I’m pregnant and update – Mental Fitness


I found out I was pregnant in August. It was a shock to me and my partner. It’s unexpected and not planned. Last month has felt hectic mainly because I had to deal with nausea, constantly tired, I was put on bed rest which sucks, etc..

I’m a very active person and I enjoy running, riding my bike, HIIT, strength training with and without weights, etc..Exercising was a way for me to stay physically healthy and mentally healthy. I was told to stop taking my medications last month. At first, I didn’t experience a lot of symptoms from my mental health so I wasn’t too concerned. Some people had fewer symptoms from their mental health while pregnant. That is not the case with me.
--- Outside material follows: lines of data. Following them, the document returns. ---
//! Run configuration
//!
//! Every path, filter and token used by a run lives here. A config can be
//! read from a JSON5 file; the CLI then overrides individual fields.

use crate::converter::ConverterConfig;
use crate::error::{CertError, Result};
use crate::models::{ColumnLabels, RecordFilter};
use crate::source::SourceOptions;
use crate::template::TemplateTokens;
use crate::utils::naming::DEFAULT_PREFIX;
use chrono::format::{Item, StrftimeItems};
use chrono::Local;
use serde::{Deserialize, Serialize};
use std::path::{Path, PathBuf};

#[derive(Debug, Clone, PartialEq, Eq, Serialize, Deserialize)]
#[serde(default)]
pub struct Config {
    /// Spreadsheet or CSV with one row per recipient
    pub input: PathBuf,
    /// DOCX template with placeholder tokens
    pub template: PathBuf,
    pub sheet: Option<String>,
    pub csv_delimiter: char,
    pub columns: ColumnLabels,
    pub filters: RecordFilter,
    pub tokens: TemplateTokens,
    /// Intermediate DOCX files
    pub docx_dir: PathBuf,
    /// Converted PDFs, archived at the end
    pub pdf_dir: PathBuf,
    pub archive: PathBuf,
    pub file_prefix: String,
    /// strftime format for the date placeholder
    pub date_format: String,
    /// Fixed date text, used instead of today's date
    pub date: Option<String>,
    pub converter: ConverterConfig,
}

impl Default for Config {
    fn default() -> Self {
        Self {
            input: PathBuf::from("GVO_certificaat_template.xlsx"),
            template: PathBuf::from("GVO_certificaat.docx"),
            sheet: None,
            csv_delimiter: ',',
            columns: ColumnLabels::default(),
            filters: RecordFilter::default(),
            tokens: TemplateTokens::default(),
            docx_dir: PathBuf::from("Generated_Certificates"),
            pdf_dir: PathBuf::from("Generated_PDFs"),
            archive: PathBuf::from("Generated_PDFs.zip"),
            file_prefix: DEFAULT_PREFIX.to_string(),
            date_format: "%d-%m-%Y".to_string(),
            date: None,
            converter: ConverterConfig::default(),
        }
    }
}

impl Config {
    /// Read a JSON5 config file. Missing fields take their defaults.
    pub fn from_file(path: &Path) -> Result<Self> {
        let content = std::fs::read_to_string(path)
            .map_err(|e| CertError::Config(format!("{}: {}", path.display(), e)))?;
        Self::from_json5(&content)
            .map_err(|e| CertError::Config(format!("{}: {}", path.display(), e)))
    }

    pub fn from_json5(content: &str) -> std::result::Result<Self, json5::Error> {
        json5::from_str(content)
    }

    pub fn validate(&self) -> Result<()> {
        if !self.csv_delimiter.is_ascii() {
            return Err(CertError::Config(format!(
                "csv_delimiter must be a single ASCII character, got '{}'",
                self.csv_delimiter
            )));
        }

        if let Some(label) = self.columns.all().iter().find(|l| l.trim().is_empty()) {
            return Err(CertError::Config(format!("empty column label '{}'", label)));
        }

        if self.tokens.keys().iter().any(|k| k.is_empty()) {
            return Err(CertError::Config("template tokens must not be empty".to_string()));
        }

        if self.date.is_none()
            && StrftimeItems::new(&self.date_format).any(|item| matches!(item, Item::Error))
        {
            return Err(CertError::Config(format!(
                "invalid date_format '{}'",
                self.date_format
            )));
        }

        Ok(())
    }

    pub fn source_options(&self) -> SourceOptions {
        SourceOptions {
            columns: self.columns.clone(),
            sheet: self.sheet.clone(),
            csv_delimiter: self.csv_delimiter as u8,
        }
    }

    /// Text that replaces `{date}` in the date placeholder
    pub fn date_text(&self) -> String {
        match &self.date {
            Some(date) => date.clone(),
            None => Local::now().format(&self.date_format).to_string(),
        }
    }
}

#[cfg(test)]
mod tests {
    use super::*;
    use pretty_assertions::assert_eq;

    #[test]
    fn test_defaults() {
        let config = Config::default();
        assert_eq!(config.pdf_dir, PathBuf::from("Generated_PDFs"));
        assert_eq!(config.archive, PathBuf::from("Generated_PDFs.zip"));
        assert_eq!(config.converter.binary, "libreoffice");
        assert!(config.filters.is_empty());
        assert!(config.validate().is_ok());
    }

    #[test]
    fn test_partial_json5() {
        let config = Config::from_json5(
            r#"{
                // only what differs from the defaults
                input: "klanten.csv",
                csv_delimiter: ";",
                filters: { customer: "Patrick B.V." },
                converter: { binary: "soffice", timeout_secs: 120 },
            }"#,
        )
        .unwrap();

        assert_eq!(config.input, PathBuf::from("klanten.csv"));
        assert_eq!(config.source_options().csv_delimiter, b';');
        assert_eq!(config.filters.customer.as_deref(), Some("Patrick B.V."));
        assert_eq!(config.filters.code, None);
        assert_eq!(config.converter.binary, "soffice");
        assert_eq!(config.converter.timeout_secs, Some(120));
        assert_eq!(config.tokens, TemplateTokens::default());
    }

    #[test]
    fn test_fixed_date() {
        let config = Config {
            date: Some("01-02-2026".into()),
            ..Default::default()
        };
        assert_eq!(config.date_text(), "01-02-2026");
    }

    #[test]
    fn test_today_formatted() {
        let text = Config::default().date_text();
        assert_eq!(text.len(), 10);
        assert_eq!(text.matches('-').count(), 2);
    }

    #[test]
    fn test_invalid_settings() {
        let bad_format = Config {
            date_format: "%Q".into(),
            ..Default::default()
        };
        assert!(bad_format.validate().is_err());

        let mut empty_token = Config::default();
        empty_token.tokens.city = String::new();
        assert!(empty_token.validate().is_err());

        let wide_delimiter = Config {
            csv_delimiter: '§',
            ..Default::default()
        };
        assert!(wide_delimiter.validate().is_err());
    }

    #[test]
    fn test_missing_file() {
        let err = Config::from_file(Path::new("/nonexistent/certgen.json5")).unwrap_err();
        assert!(matches!(err, CertError::Config(_)));
    }
}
When I was put on bed rest I thought I could enjoy binging anime or shows or movies, playing games, and reading books. Possibly coloring in my app or adult coloring books. I have been dealing with anxiety over if the baby is okay and the future. I worry about if I will be a good mom or not. It’s hard for me to stay focused on things.
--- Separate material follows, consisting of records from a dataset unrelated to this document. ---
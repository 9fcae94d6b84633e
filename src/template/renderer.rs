//! Token substitution over WordprocessingML parts
//!
//! Paragraphs outside tables are rewritten run by run, so a token has to sit
//! inside a single run to be found there. Paragraphs inside table cells are
//! rewritten over their whole text. Line breaks and tabs split a unit into
//! separate stretches of text, and a token never matches across one. Nested
//! tables, text boxes, headers and footers are all visited.

use super::replacements::ReplacementMap;
use super::xml::{self, Element, Node};
use crate::error::{CertError, Result};
use crate::models::TemplateDocument;

const PARAGRAPH: &[u8] = b"w:p";
const RUN: &[u8] = b"w:r";
const TEXT: &[u8] = b"w:t";
const CELL: &[u8] = b"w:tc";
const PARAGRAPH_PROPS: &[u8] = b"w:pPr";
const RUN_PROPS: &[u8] = b"w:rPr";
const SEPARATORS: [&[u8]; 3] = [b"w:br", b"w:cr", b"w:tab"];

/// Substitute tokens in every text-bearing part of `document`.
/// Returns the number of runs and cell paragraphs whose text changed.
pub fn render(document: &mut TemplateDocument, replacements: &ReplacementMap) -> Result<usize> {
    let mut changed = 0;

    for name in document.text_part_names() {
        let Some(bytes) = document.part(&name) else {
            continue;
        };
        let source = std::str::from_utf8(bytes).map_err(|e| CertError::Render {
            part: name.clone(),
            reason: e.to_string(),
        })?;

        let (content, count) = render_xml(source, replacements).map_err(|reason| {
            CertError::Render {
                part: name.clone(),
                reason,
            }
        })?;

        if count > 0 {
            log::debug!("{}: {} text unit(s) substituted", name, count);
            document.set_part(&name, content);
            changed += count;
        }
    }

    Ok(changed)
}

/// Substitute tokens in one XML part
pub fn render_xml(
    source: &str,
    replacements: &ReplacementMap,
) -> std::result::Result<(Vec<u8>, usize), String> {
    let mut nodes = xml::parse(source)?;
    let mut changed = 0;
    for node in nodes.iter_mut() {
        visit(node, replacements, false, &mut changed);
    }
    Ok((xml::write(&nodes)?, changed))
}

fn visit(node: &mut Node, replacements: &ReplacementMap, in_cell: bool, changed: &mut usize) {
    let Node::Element(element) = node else {
        return;
    };

    if element.is(PARAGRAPH) {
        if in_cell {
            if substitute_unit(element, replacements) {
                *changed += 1;
            }
        } else {
            let mut runs = Vec::new();
            collect_runs(element, &mut runs);
            for run in runs {
                if substitute_unit(run, replacements) {
                    *changed += 1;
                }
            }
        }
    }

    let in_cell = in_cell || element.is(CELL);
    for child in element.children.iter_mut() {
        visit(child, replacements, in_cell, changed);
    }
}

/// Substitute each stretch of text in a run or cell paragraph on its own
fn substitute_unit(element: &mut Element, replacements: &ReplacementMap) -> bool {
    let mut stretches = Vec::new();
    collect_stretches(element, &mut stretches);

    let mut changed = false;
    for texts in stretches {
        changed |= substitute(texts, replacements);
    }
    changed
}

/// `w:t` elements below `element` in document order, grouped into stretches
/// with no break or tab between them. Nested paragraphs and property
/// elements are not entered.
fn collect_stretches<'a>(element: &'a mut Element, out: &mut Vec<Vec<&'a mut Element>>) {
    for child in element.children.iter_mut() {
        if let Node::Element(child) = child {
            if child.is(PARAGRAPH) || child.is(PARAGRAPH_PROPS) || child.is(RUN_PROPS) {
                continue;
            }
            if child.is(TEXT) {
                if out.is_empty() {
                    out.push(Vec::new());
                }
                if let Some(current) = out.last_mut() {
                    current.push(child);
                }
            } else if SEPARATORS.iter().any(|name| child.is(name)) {
                if out.last().is_some_and(|current| !current.is_empty()) {
                    out.push(Vec::new());
                }
            } else {
                collect_stretches(child, out);
            }
        }
    }
}

/// `w:r` elements of a paragraph, including those wrapped in hyperlinks or
/// field and content-control containers
fn collect_runs<'a>(element: &'a mut Element, out: &mut Vec<&'a mut Element>) {
    for child in element.children.iter_mut() {
        if let Node::Element(child) = child {
            if child.is(PARAGRAPH) {
                continue;
            }
            if child.is(RUN) {
                out.push(child);
            } else {
                collect_runs(child, out);
            }
        }
    }
}

/// Apply the map to the joined text of `texts`. The result lands in the
/// first element and the others are emptied.
fn substitute(texts: Vec<&mut Element>, replacements: &ReplacementMap) -> bool {
    let original: String = texts.iter().map(|t| t.text()).collect();
    if original.is_empty() {
        return false;
    }

    let replaced = replacements.apply(&original);
    if replaced == original {
        return false;
    }

    let mut texts = texts.into_iter();
    if let Some(first) = texts.next() {
        first.set_text(&replaced);
    }
    for rest in texts {
        rest.set_text("");
    }
    true
}

#[cfg(test)]
mod tests {
    use super::*;
    use crate::models::Record;
    use crate::template::TemplateTokens;
    use pretty_assertions::assert_eq;

    fn map() -> ReplacementMap {
        let record = Record::new("Acme", "EAN1", "Main St", "Town");
        ReplacementMap::for_record(&record, &TemplateTokens::default(), "19-10-2026")
    }

    fn render_str(xml: &str) -> (String, usize) {
        let (bytes, count) = render_xml(xml, &map()).unwrap();
        (String::from_utf8(bytes).unwrap(), count)
    }

    #[test]
    fn test_body_paragraph_runs() {
        let (out, count) = render_str(
            r#"<w:body><w:p><w:r><w:rPr><w:b/></w:rPr><w:t>Klant: KOLOM A</w:t></w:r><w:r><w:t>Datum: van vandaag</w:t></w:r></w:p></w:body>"#,
        );
        assert_eq!(
            out,
            r#"<w:body><w:p><w:r><w:rPr><w:b/></w:rPr><w:t>Klant: Acme</w:t></w:r><w:r><w:t>Datum: 19-10-2026</w:t></w:r></w:p></w:body>"#
        );
        assert_eq!(count, 2);
    }

    #[test]
    fn test_token_split_across_body_runs_is_not_replaced() {
        let xml = r#"<w:p><w:r><w:t>KOLOM</w:t></w:r><w:r><w:t xml:space="preserve"> A</w:t></w:r></w:p>"#;
        let (out, count) = render_str(xml);
        assert_eq!(out, xml);
        assert_eq!(count, 0);
    }

    #[test]
    fn test_table_cell_text_across_runs() {
        let (out, count) = render_str(
            r#"<w:tbl><w:tr><w:tc><w:p><w:r><w:t>KOLOM</w:t></w:r><w:r><w:t xml:space="preserve"> B</w:t></w:r></w:p></w:tc></w:tr></w:tbl>"#,
        );
        assert_eq!(
            out,
            r#"<w:tbl><w:tr><w:tc><w:p><w:r><w:t>EAN1</w:t></w:r><w:r><w:t xml:space="preserve"></w:t></w:r></w:p></w:tc></w:tr></w:tbl>"#
        );
        assert_eq!(count, 1);
    }

    #[test]
    fn test_cell_line_break_keeps_both_lines() {
        let (out, count) = render_str(
            r#"<w:tc><w:p><w:r><w:t>KOLOM C</w:t><w:br/><w:t>KOLOM D</w:t></w:r></w:p></w:tc>"#,
        );
        assert_eq!(
            out,
            r#"<w:tc><w:p><w:r><w:t>Main St</w:t><w:br/><w:t>Town</w:t></w:r></w:p></w:tc>"#
        );
        assert_eq!(count, 1);
    }

    #[test]
    fn test_cell_tab_stays_between_label_and_value() {
        let (out, count) = render_str(
            r#"<w:tc><w:p><w:pPr><w:tabs><w:tab w:val="left" w:pos="2000"/></w:tabs></w:pPr><w:r><w:t>Naam:</w:t></w:r><w:r><w:tab/></w:r><w:r><w:t>KOLOM</w:t></w:r><w:r><w:t xml:space="preserve"> A</w:t></w:r></w:p></w:tc>"#,
        );
        assert_eq!(
            out,
            r#"<w:tc><w:p><w:pPr><w:tabs><w:tab w:val="left" w:pos="2000"/></w:tabs></w:pPr><w:r><w:t>Naam:</w:t></w:r><w:r><w:tab/></w:r><w:r><w:t>Acme</w:t></w:r><w:r><w:t xml:space="preserve"></w:t></w:r></w:p></w:tc>"#
        );
        assert_eq!(count, 1);
    }

    #[test]
    fn test_token_split_by_break_in_body_run_is_not_replaced() {
        let xml = r#"<w:p><w:r><w:t>KOLOM</w:t><w:br/><w:t xml:space="preserve"> A</w:t></w:r></w:p>"#;
        let (out, count) = render_str(xml);
        assert_eq!(out, xml);
        assert_eq!(count, 0);
    }

    #[test]
    fn test_body_run_with_tab_substitutes_each_side() {
        let (out, count) = render_str(
            r#"<w:p><w:r><w:t>KOLOM B</w:t><w:tab/><w:t>KOLOM A</w:t><w:cr/><w:t>vast</w:t></w:r></w:p>"#,
        );
        assert_eq!(
            out,
            r#"<w:p><w:r><w:t>EAN1</w:t><w:tab/><w:t>Acme</w:t><w:cr/><w:t>vast</w:t></w:r></w:p>"#
        );
        assert_eq!(count, 1);
    }

    #[test]
    fn test_nested_table_and_hyperlink() {
        let (out, count) = render_str(
            r#"<w:tbl><w:tr><w:tc><w:tbl><w:tr><w:tc><w:p><w:r><w:t>KOLOM C</w:t></w:r></w:p></w:tc></w:tr></w:tbl></w:tc></w:tr></w:tbl><w:p><w:hyperlink><w:r><w:t>KOLOM D</w:t></w:r></w:hyperlink></w:p>"#,
        );
        assert!(out.contains("<w:t>Main St</w:t>"));
        assert!(out.contains("<w:t>Town</w:t>"));
        assert_eq!(count, 2);
    }

    #[test]
    fn test_text_box_paragraph_handled_once() {
        let (out, count) = render_str(
            r#"<w:p><w:r><w:t>KOLOM A</w:t><w:drawing><w:txbxContent><w:p><w:r><w:t>KOLOM B</w:t></w:r></w:p></w:txbxContent></w:drawing></w:r></w:p>"#,
        );
        assert_eq!(
            out,
            r#"<w:p><w:r><w:t>Acme</w:t><w:drawing><w:txbxContent><w:p><w:r><w:t>EAN1</w:t></w:r></w:p></w:txbxContent></w:drawing></w:r></w:p>"#
        );
        assert_eq!(count, 2);
    }

    #[test]
    fn test_unknown_token_left_verbatim() {
        let xml = r#"<w:p><w:r><w:t>KOLOM E</w:t></w:r></w:p>"#;
        assert_eq!(render_str(xml), (xml.to_string(), 0));
    }

    #[test]
    fn test_escaped_values() {
        let record = Record::new("Smith & <Sons>", "1", "s", "c");
        let map = ReplacementMap::for_record(&record, &TemplateTokens::default(), "d");
        let (bytes, _) = render_xml("<w:p><w:r><w:t>KOLOM A</w:t></w:r></w:p>", &map).unwrap();
        assert_eq!(
            String::from_utf8(bytes).unwrap(),
            "<w:p><w:r><w:t>Smith &amp; &lt;Sons&gt;</w:t></w:r></w:p>"
        );
    }

    #[test]
    fn test_render_document_parts() {
        let mut doc = TemplateDocument::new(
            "t.docx",
            vec![
                ("word/document.xml".into(), b"<w:p><w:r><w:t>KOLOM A</w:t></w:r></w:p>".to_vec()),
                ("word/footer1.xml".into(), b"<w:p><w:r><w:t>KOLOM D</w:t></w:r></w:p>".to_vec()),
                ("word/styles.xml".into(), b"<w:t>KOLOM A</w:t>".to_vec()),
            ],
        );
        let changed = render(&mut doc, &map()).unwrap();
        assert_eq!(changed, 2);
        assert_eq!(doc.part("word/footer1.xml").unwrap(), b"<w:p><w:r><w:t>Town</w:t></w:r></w:p>");
        assert_eq!(doc.part("word/styles.xml").unwrap(), b"<w:t>KOLOM A</w:t>");
    }

    #[test]
    fn test_malformed_part_is_render_error() {
        let mut doc = TemplateDocument::new(
            "t.docx",
            vec![("word/document.xml".into(), b"<w:p><w:r>".to_vec())],
        );
        let err = render(&mut doc, &map()).unwrap_err();
        assert!(matches!(err, CertError::Render { .. }));
        assert!(!err.is_fatal());
    }
}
Last month and the start of this month has honestly been a struggle. My parents and family are excited about the pregnancy but I sometimes have mixed feelings about it. Even though I have had my ultrasound and over 10 positive pregnancy tests it still feels a bit unreal. I’m excited and very scared.
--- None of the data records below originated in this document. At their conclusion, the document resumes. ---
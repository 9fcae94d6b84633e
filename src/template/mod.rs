//! Template substitution

pub mod replacements;
pub mod renderer;
pub mod xml;

pub use replacements::{ReplacementMap, TemplateTokens};
pub use renderer::{render, render_xml};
I have been able to binge-watch a few episodes of an anime and started watching Demon Slayer. Looked more into Wicca and read a little more into 26 Marathons by Meb Keflezighi.

I’m doing my best to start practicing self-care and self-love. My goals have changed but it’s okay. Some days it’s better than others and other days I feel sad that some of my plans have to change.  I’m trying to forgive myself and not live in regret. I was able to complete a shift on Crisis Text Line recently and that made me feel amazing. I’m just trying to stay in the present and take it one day at a time. I’m hoping that I can get clear to start working out again and be put on some medications. I have walked slow and short and the good thing is I’m keeping my house cleaned. It’s the little things. I will get through this. I’m not a failure and I’m a work in progress.